Listen, Guys. I’m usually that annoyingly optimistic, always-sees-the-glass-half-full kind of gal. But even I have my limits and today, I’m here to deliver some pretty tough news: There are a few things that our kids are just never going to learn how to do. Now, I can’t provide you with tons of documented research on this, but I can speak from my own experiences as a mom, the experiences of my friends, and my own observations in the Wal-Mart checkout lines and that’s basically the same thing, right?
I’m currently Mom of a 6-year old boy, a 2-year old girl, and as of sometime around the beginning of January, they tell me I’m going to also be the mom of a newborn boy. So, sure, my kids are far from grown, but even still, I’m already convinced that the following information is factual and cannot be refuted. As much as I want them to learn how to do these things, or in some cases, NOT to do these things, I’m convinced it’s just never going to happen. I’ve accepted it and I’m here to make sure I crush your hopes and dreams, too. I mean, (cough, cough) I’m here to share my wisdom with the world.
When I had my first kiddo, I had absolutely no idea what the heck I was doing, so I often turned to experts in the field and saturated my mind with all the information I could find about how to be good at this Momma thing. And you know, a lot of it worked pretty well. Our pediatrician even congratulated me at my son’s 1-month wellness visit on “keeping my child alive.” True story!
But I don’t care how much information I’ve read, how many experts I’ve listened to, or what research I’ve found, nothing has worked to help my children learn how to do these 7 things. I’ve gently reprimanded, begged, tried a reward-system, shamelessly bribed, and even had my 6-year old memorize Philipians 4:13 so we could repeat it together when feeling frustrated. (Yelling through gritted teeth, “I CAN DO ALL THINGS THROUGH CHRIST WHO GIVES ME STRENGTH” should still totally be effective, right?? Asking for a friend).
So without further ado, let’s just rip that band-aid off and get to it.
7 Things Our Kids Will Never, Ever Learn How to Do:
1. Find their shoes.
They can find a pimple on your face in 2.5 seconds that you worked for over 30 minutes to cover with layers of concealer and foundation, but they’ll never be able to find their shoes when it’s time to leave the house.

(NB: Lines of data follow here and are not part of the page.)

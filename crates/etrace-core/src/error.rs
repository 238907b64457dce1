//! Harness error types with rich context

use std::path::PathBuf;
use std::time::Duration;
use thiserror::Error;

/// Result type alias using our Error type
pub type Result<T> = std::result::Result<T, Error>;

/// Harness error types organized by lifecycle stage
#[derive(Debug, Error)]
pub enum Error {
    // ─────────────────────────────────────────────────────────────
    // Common/Infrastructure Errors
    // ─────────────────────────────────────────────────────────────
    #[error("IO error: {0}")]
    Io(#[from] std::io::Error),

    #[error("JSON parsing error: {0}")]
    Json(#[from] serde_json::Error),

    // ─────────────────────────────────────────────────────────────
    // Configuration Errors
    // ─────────────────────────────────────────────────────────────
    #[error("Configuration error: {message}")]
    Config { message: String },

    #[error("Configuration file not found: {path}")]
    ConfigNotFound { path: PathBuf },

    // ─────────────────────────────────────────────────────────────
    // Session Lifecycle Errors
    // ─────────────────────────────────────────────────────────────
    #[error("Failed to start {program}: {reason}")]
    Launch { program: String, reason: String },

    #[error("Timed out after {waited:?} waiting for EventsTrace to get ready")]
    ReadyTimeout {
        waited: Duration,
        stderr: Vec<String>,
    },

    #[error("EventsTrace stdout closed before the expected output arrived")]
    StdoutClosed { stderr: Vec<String> },

    #[error("Timed out after {waited:?} waiting for EventsTrace output of kind {kinds:?}")]
    EventTimeout {
        kinds: Vec<String>,
        waited: Duration,
        stderr: Vec<String>,
    },

    #[error("Failed to stop EventsTrace: {reason}")]
    Teardown { reason: String },

    #[error("Session is {actual}, expected {expected}")]
    InvalidState {
        expected: &'static str,
        actual: &'static str,
    },
}

// ─────────────────────────────────────────────────────────────────
// Convenience Constructors
// ─────────────────────────────────────────────────────────────────

impl Error {
    pub fn config(message: impl Into<String>) -> Self {
        Self::Config {
            message: message.into(),
        }
    }

    pub fn launch(program: impl Into<String>, reason: impl Into<String>) -> Self {
        Self::Launch {
            program: program.into(),
            reason: reason.into(),
        }
    }

    pub fn teardown(reason: impl Into<String>) -> Self {
        Self::Teardown {
            reason: reason.into(),
        }
    }

    pub fn invalid_state(expected: &'static str, actual: &'static str) -> Self {
        Self::InvalidState { expected, actual }
    }

    /// Stderr lines dumped while this error was being reported, if any.
    pub fn stderr_lines(&self) -> &[String] {
        match self {
            Error::ReadyTimeout { stderr, .. }
            | Error::StdoutClosed { stderr }
            | Error::EventTimeout { stderr, .. } => stderr,
            _ => &[],
        }
    }

    /// Check if this is a recoverable error
    pub fn is_recoverable(&self) -> bool {
        matches!(self, Error::Teardown { .. } | Error::InvalidState { .. })
    }

    /// Check if this error should end the test session
    pub fn is_fatal(&self) -> bool {
        matches!(
            self,
            Error::Launch { .. }
                | Error::ReadyTimeout { .. }
                | Error::StdoutClosed { .. }
                | Error::EventTimeout { .. }
        )
    }
}

// ─────────────────────────────────────────────────────────────────
// Error Context Extensions
// ─────────────────────────────────────────────────────────────────

/// Log a failure with a short description of what was being attempted,
/// then propagate it as a harness [`Error`]
pub trait ResultExt<T> {
    fn context(self, what: impl Into<String>) -> Result<T>;

    /// Like [`context`](Self::context), building the description only on failure
    fn with_context<F>(self, what: F) -> Result<T>
    where
        F: FnOnce() -> String;
}

impl<T, E: Into<Error>> ResultExt<T> for std::result::Result<T, E> {
    fn context(self, what: impl Into<String>) -> Result<T> {
        self.with_context(|| what.into())
    }

    fn with_context<F>(self, what: F) -> Result<T>
    where
        F: FnOnce() -> String,
    {
        self.map_err(|e| {
            let err = e.into();
            tracing::error!("{} failed: {}", what(), err);
            err
        })
    }
}
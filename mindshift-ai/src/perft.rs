//! Move-generation node counts.
//!
//! Counts the leaf positions reachable in exactly `depth` plies with the
//! players strictly alternating. Timers, mutations and scoring are ignored,
//! so the numbers only exercise the move generator.

use mindshift_core::{Board, Player, Pos};

/// Leaf count `depth` plies below `board` with `player` to move.
pub fn perft(board: &Board, player: Player, depth: u8) -> u64 {
    if depth == 0 {
        return 1;
    }
    let moves = board.all_moves(player);
    if depth == 1 {
        return moves.len() as u64;
    }
    moves
        .into_iter()
        .map(|(from, to)| {
            let mut child = *board;
            child.relocate(from, to);
            perft(&child, player.opponent(), depth - 1)
        })
        .sum()
}

/// Perft split by root move, in generation order.
pub fn divide(board: &Board, player: Player, depth: u8) -> Vec<((Pos, Pos), u64)> {
    board
        .all_moves(player)
        .into_iter()
        .map(|(from, to)| {
            let mut child = *board;
            child.relocate(from, to);
            let count = perft(&child, player.opponent(), depth.saturating_sub(1));
            ((from, to), count)
        })
        .collect()
}
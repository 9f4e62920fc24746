//! Logical clock with cancellable timers.
//!
//! Time only moves when the owner asks for it. Timers fire in due-time order;
//! timers due at the same moment fire in the order they were scheduled.

use std::collections::BTreeMap;

/// Handle to a scheduled timer.
#[derive(Clone, Copy, PartialEq, Eq, Debug, Hash)]
pub struct TimerHandle {
    due: u64,
    seq: u64,
}

impl TimerHandle {
    /// Logical time (ms) at which the timer fires.
    pub fn due(self) -> u64 {
        self.due
    }
}

#[derive(Debug)]
pub struct Clock<E> {
    now: u64,
    next_seq: u64,
    timers: BTreeMap<(u64, u64), E>,
}

impl<E> Default for Clock<E> {
    fn default() -> Self {
        Self::new()
    }
}

impl<E> Clock<E> {
    pub fn new() -> Self {
        Clock {
            now: 0,
            next_seq: 0,
            timers: BTreeMap::new(),
        }
    }

    /// Current logical time in ms.
    #[inline]
    pub fn now(&self) -> u64 {
        self.now
    }

    /// Schedule `event` to fire `delay_ms` from now.
    pub fn schedule(&mut self, delay_ms: u64, event: E) -> TimerHandle {
        let handle = TimerHandle {
            due: self.now + delay_ms,
            seq: self.next_seq,
        };
        self.next_seq += 1;
        self.timers.insert((handle.due, handle.seq), event);
        handle
    }

    /// Cancel a pending timer, returning its event. Cancelling a timer that
    /// already fired or was cancelled does nothing.
    pub fn cancel(&mut self, handle: TimerHandle) -> Option<E> {
        self.timers.remove(&(handle.due, handle.seq))
    }

    pub fn is_pending(&self, handle: TimerHandle) -> bool {
        self.timers.contains_key(&(handle.due, handle.seq))
    }

    /// Due time of the earliest pending timer.
    pub fn next_due(&self) -> Option<u64> {
        self.timers.keys().next().map(|&(due, _)| due)
    }

    /// Number of pending timers.
    pub fn pending(&self) -> usize {
        self.timers.len()
    }

    /// Remove the earliest timer due at or before `until` and move the clock
    /// to its due time.
    pub fn pop_due(&mut self, until: u64) -> Option<(TimerHandle, E)> {
        let (&(due, seq), _) = self.timers.first_key_value()?;
        if due > until {
            return None;
        }
        let (_, event) = self.timers.pop_first()?;
        self.now = self.now.max(due);
        Some((TimerHandle { due, seq }, event))
    }

    /// Move the clock forward to `until` without firing anything.
    pub fn advance_to(&mut self, until: u64) {
        self.now = self.now.max(until);
    }

    /// Drop every pending timer.
    pub fn clear(&mut self) {
        self.timers.clear();
    }
}
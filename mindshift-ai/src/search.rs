//! Depth-limited minimax with optional alpha-beta pruning.
//!
//! The searching player maximizes; the opponent minimizes. Leaves are scored
//! with the static evaluation from the searching player's point of view, and
//! a side with no legal move scores as a forced loss for that side.
//!
//! Without a node budget the search runs once at the requested depth. With a
//! budget it deepens from 1 and keeps the best move of the deepest iteration
//! that finished inside the budget.

use mindshift_core::score::evaluate_position;
use mindshift_core::{Board, Player, Pos};
use tracing::debug;

use crate::ordering::{ordered_moves, ScoredMove};
use crate::stats::SearchStats;

pub const NEG_INF: i32 = i32::MIN;
pub const POS_INF: i32 = i32::MAX;

/// How far and how hard to search.
#[derive(Clone, Copy, Debug, PartialEq, Eq)]
pub struct SearchLimits {
    /// Plies to look ahead
    pub depth: u8,
    /// Maximum nodes entered per search, across all iterations
    pub node_budget: Option<u64>,
    /// Alpha-beta cutoffs; disable only to verify results
    pub prune: bool,
}

impl SearchLimits {
    pub fn depth(depth: u8) -> Self {
        Self {
            depth,
            node_budget: None,
            prune: true,
        }
    }

    pub fn with_budget(mut self, node_budget: Option<u64>) -> Self {
        self.node_budget = node_budget;
        self
    }

    pub fn unpruned(mut self) -> Self {
        self.prune = false;
        self
    }
}

/// The chosen move and its minimax value.
#[derive(Clone, Copy, Debug, PartialEq, Eq)]
pub struct BestMove {
    pub from: Pos,
    pub to: Pos,
    pub score: i32,
}

/// Node budget ran out mid-iteration.
#[derive(Debug)]
struct OutOfBudget;

/// Minimax searcher. Statistics of the last search are kept in `stats`.
#[derive(Debug, Default)]
pub struct Searcher {
    pub stats: SearchStats,
}

impl Searcher {
    pub fn new() -> Self {
        Self::default()
    }

    /// Find the best move for `player` on `board`, or `None` if it has no
    /// legal move.
    pub fn search(&mut self, board: &Board, player: Player, limits: SearchLimits) -> Option<BestMove> {
        self.stats = SearchStats::new();
        let root_moves = ordered_moves(board, player);
        let first = *root_moves.first()?;

        let first_depth = if limits.node_budget.is_some() {
            1
        } else {
            limits.depth
        };

        let mut best = None;
        for depth in first_depth..=limits.depth {
            match self.minimax(board, depth, NEG_INF, POS_INF, true, player, &limits) {
                Ok((score, mov)) => {
                    // Every root move scored -inf: play the best-ordered one.
                    let mov = mov.unwrap_or(first);
                    best = Some(BestMove {
                        from: mov.from,
                        to: mov.to,
                        score,
                    });
                    self.stats.completed_depth = depth;
                }
                Err(OutOfBudget) => {
                    debug!(depth, nodes = self.stats.nodes, "node budget exhausted");
                    break;
                }
            }
        }

        self.stats.finish();
        self.stats.log_summary();

        // Not even depth 1 fit in the budget.
        Some(best.unwrap_or(BestMove {
            from: first.from,
            to: first.to,
            score: first.score,
        }))
    }

    /// Returns the node value and, at nodes with moves, the move achieving it.
    #[allow(clippy::too_many_arguments)]
    fn minimax(
        &mut self,
        board: &Board,
        depth: u8,
        mut alpha: i32,
        mut beta: i32,
        maximizing: bool,
        player: Player,
        limits: &SearchLimits,
    ) -> Result<(i32, Option<ScoredMove>), OutOfBudget> {
        if limits.node_budget.is_some_and(|budget| self.stats.nodes >= budget) {
            return Err(OutOfBudget);
        }
        self.stats.nodes += 1;

        if depth == 0 {
            self.stats.leaves += 1;
            return Ok((evaluate_position(board, player), None));
        }

        let mover = if maximizing { player } else { player.opponent() };
        let moves = ordered_moves(board, mover);
        if moves.is_empty() {
            self.stats.dead_ends += 1;
            return Ok((if maximizing { NEG_INF } else { POS_INF }, None));
        }

        let mut best_score = if maximizing { NEG_INF } else { POS_INF };
        let mut best_move = None;

        for (i, mov) in moves.iter().enumerate() {
            let mut child = *board;
            child.relocate(mov.from, mov.to);
            let (score, _) = self.minimax(&child, depth - 1, alpha, beta, !maximizing, player, limits)?;

            if maximizing {
                if score > best_score {
                    best_score = score;
                    best_move = Some(*mov);
                }
                alpha = alpha.max(best_score);
            } else {
                if score < best_score {
                    best_score = score;
                    best_move = Some(*mov);
                }
                beta = beta.min(best_score);
            }

            if limits.prune && beta <= alpha {
                self.stats.branches_pruned += (moves.len() - i - 1) as u64;
                break;
            }
        }

        Ok((best_score, best_move))
    }
}
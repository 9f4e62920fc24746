//! Candidate moves with their static ordering score.
//!
//! Every move of the side to play is scored before the search recurses, and
//! moves are tried best-first so alpha-beta can cut early:
//!
//! ```text
//!   score = 10 * captured value
//!         + (5 - centre distance) * 2
//!         + 15 * sum of combo scores the move would make
//!         - 5 * opponent tiles that can already reach the destination
//! ```

use mindshift_core::combo::detect_combos;
use mindshift_core::{Board, Player, Pos};

const CAPTURE_WEIGHT: i32 = 10;
const CENTER_REACH: i32 = 5;
const CENTER_WEIGHT: i32 = 2;
const COMBO_WEIGHT: i32 = 15;
const THREAT_WEIGHT: i32 = 5;

/// A legal move and its ordering score.
#[derive(Clone, Copy, PartialEq, Eq, Debug)]
pub struct ScoredMove {
    pub from: Pos,
    pub to: Pos,
    pub score: i32,
}

/// All legal moves for `player`, best ordering score first.
///
/// The sort is stable, so equal scores keep generation order (tiles
/// row-major, then each tile's direction order).
pub fn ordered_moves(board: &Board, player: Player) -> Vec<ScoredMove> {
    let mut moves: Vec<ScoredMove> = board
        .all_moves(player)
        .into_iter()
        .map(|(from, to)| ScoredMove {
            from,
            to,
            score: static_score(board, player, from, to),
        })
        .collect();
    moves.sort_by(|a, b| b.score.cmp(&a.score));
    moves
}

/// Ordering score of one move. Threats are counted on the board before the
/// move is made.
pub fn static_score(board: &Board, player: Player, from: Pos, to: Pos) -> i32 {
    let mut score = 0;

    if let Some(target) = board.get(to).filter(|t| t.owner != player) {
        score += target.kind.value() as i32 * CAPTURE_WEIGHT;
    }

    score += (CENTER_REACH - to.center_distance()) * CENTER_WEIGHT;

    let mut after = *board;
    after.relocate(from, to);
    let combo_points: u32 = detect_combos(&after, to, player).iter().map(|c| c.score).sum();
    score += combo_points as i32 * COMBO_WEIGHT;

    score -= threats_to(board, to, player.opponent()) * THREAT_WEIGHT;

    score
}

/// Number of `attacker` tiles with a legal move onto `target`.
pub fn threats_to(board: &Board, target: Pos, attacker: Player) -> i32 {
    board
        .tiles()
        .filter(|&(pos, tile)| tile.owner == attacker && board.legal_moves(pos, tile).contains(&target))
        .count() as i32
}

#[cfg(test)]
mod tests {
    use super::*;

    fn pos(row: u8, col: u8) -> Pos {
        Pos::from_row_col(row, col)
    }

    #[test]
    fn test_orders_every_legal_move() {
        let board = Board::standard();
        let moves = ordered_moves(&board, Player::One);
        assert_eq!(moves.len(), board.all_moves(Player::One).len());
        for pair in moves.windows(2) {
            assert!(pair[0].score >= pair[1].score);
        }
    }

    #[test]
    fn test_capture_ranks_first() {
        let board: Board = "
            ......
            ......
            ......
            ..q...
            ......
            ..R...
        "
        .parse()
        .unwrap();
        let moves = ordered_moves(&board, Player::One);
        assert_eq!((moves[0].from, moves[0].to), (pos(5, 2), pos(3, 2)));
        // 90 for the queen, centre distance 1 gives 8, the queen does not
        // threaten its own cell.
        assert_eq!(moves[0].score, 98);
    }

    #[test]
    fn test_center_term() {
        let board: Board = "......\n......\n......\n......\n......\nP.....".parse().unwrap();
        let score = static_score(&board, Player::One, pos(5, 0), pos(4, 1));
        // centre distance of (4,1) is 3
        assert_eq!(score, 4);
    }

    #[test]
    fn test_combo_term() {
        let board: Board = "......\n......\n......\nRR....\n......\n..R...".parse().unwrap();
        let score = static_score(&board, Player::One, pos(5, 2), pos(3, 2));
        // line of three scores 6, weighted 90; centre distance 1 gives 8
        assert_eq!(score, 98);
    }

    #[test]
    fn test_threat_term() {
        let board: Board = "
            ......
            ......
            r.....
            ......
            ......
            .P....
        "
        .parse()
        .unwrap();
        // The rook on (2,0) reaches (4,0) down the file.
        assert_eq!(threats_to(&board, pos(4, 0), Player::Two), 1);
        assert_eq!(threats_to(&board, pos(4, 1), Player::Two), 0);
        let threatened = static_score(&board, Player::One, pos(5, 1), pos(4, 0));
        let safe = static_score(&board, Player::One, pos(5, 1), pos(4, 1));
        assert_eq!(threatened, 2 - 5);
        assert_eq!(safe, 4);
    }
}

2. Drink the water (or not).
It takes all day and multiple threats to your own sanity to get them to finish the 1 glass of fresh water you fixed for them this morning, but only 5 seconds for them to gulp mouthfuls of the bath water their disgusting, germ-covered, crusty rear-ends have been soaking in the last 15 minutes. Gotta be building that immune system, though, right? Right?
3. Not to leave their winter coat at school.
They can remember every word, chord, and irritating special effect to every single one of the most annoying kids’ songs in the world, but they can’t remember to not leave their new winter coat on the school playground, the gym, or the school bus. Every. Single. Year.
4. Pee in the toilet.
They can’t figure out how to consistently pee in the big, round, open toilet bowl and not on the seat, wall, floor, or their new underwear. However, do not be dismayed. Their ability to hit a target is in-tact and functioning because you better believe that when they’re sick, they’re always going to hit the bulls-eye and puke all over you.
5. Not to eat their boogers.
They scream, gag, and wail “BECAUSE IT’S GREEN!!” when you ask them to eat a piece of broccoli, but you can’t get them to stop chomping on their own boogers in the back seat while you’re driving down the interstate.
6. Sleep in.
You have to drag them out of bed at 9 a.m., yell until you’re blue in the face, and pray for repentance on your way to church every Sunday morning, but they’re whispering “Mommy, I’m hungry” over and over again with their putrid morning breath 2 inches from your face at 6:30 a.m. every Saturday.
7. Just sleep in general.
They’ll fall asleep in their car seat with their head bent at strangle angles, or in their plate of rice at dinner time, or on the front row of a rock concert. They’ll fall asleep anywhere, anytime, but put them in that $200 crib you bought them, with the $500 mattress “guaranteed to have your toddler sleeping soundly all night,” with the down comforter, memory foam pillow, and rainfall white noise machine running, and they’re suddenly 2-year old scholars who want to read every book in their library, play peek-a-boo 8 million times, and see how many times they can get you to sing “You Are My Sunshine.” Oh, and you remember that glass of water you begged them to drink all day? Yeah, our little dictators are finally ready to drink it now. Every single drop.
So there it is, Friends. The ugly list of parenting realities. Take a deep breath and try to relax. Somewhere out there some other exhausted parent is learning to accept these truths, too. You are not alone! We will survive, Friends! We will!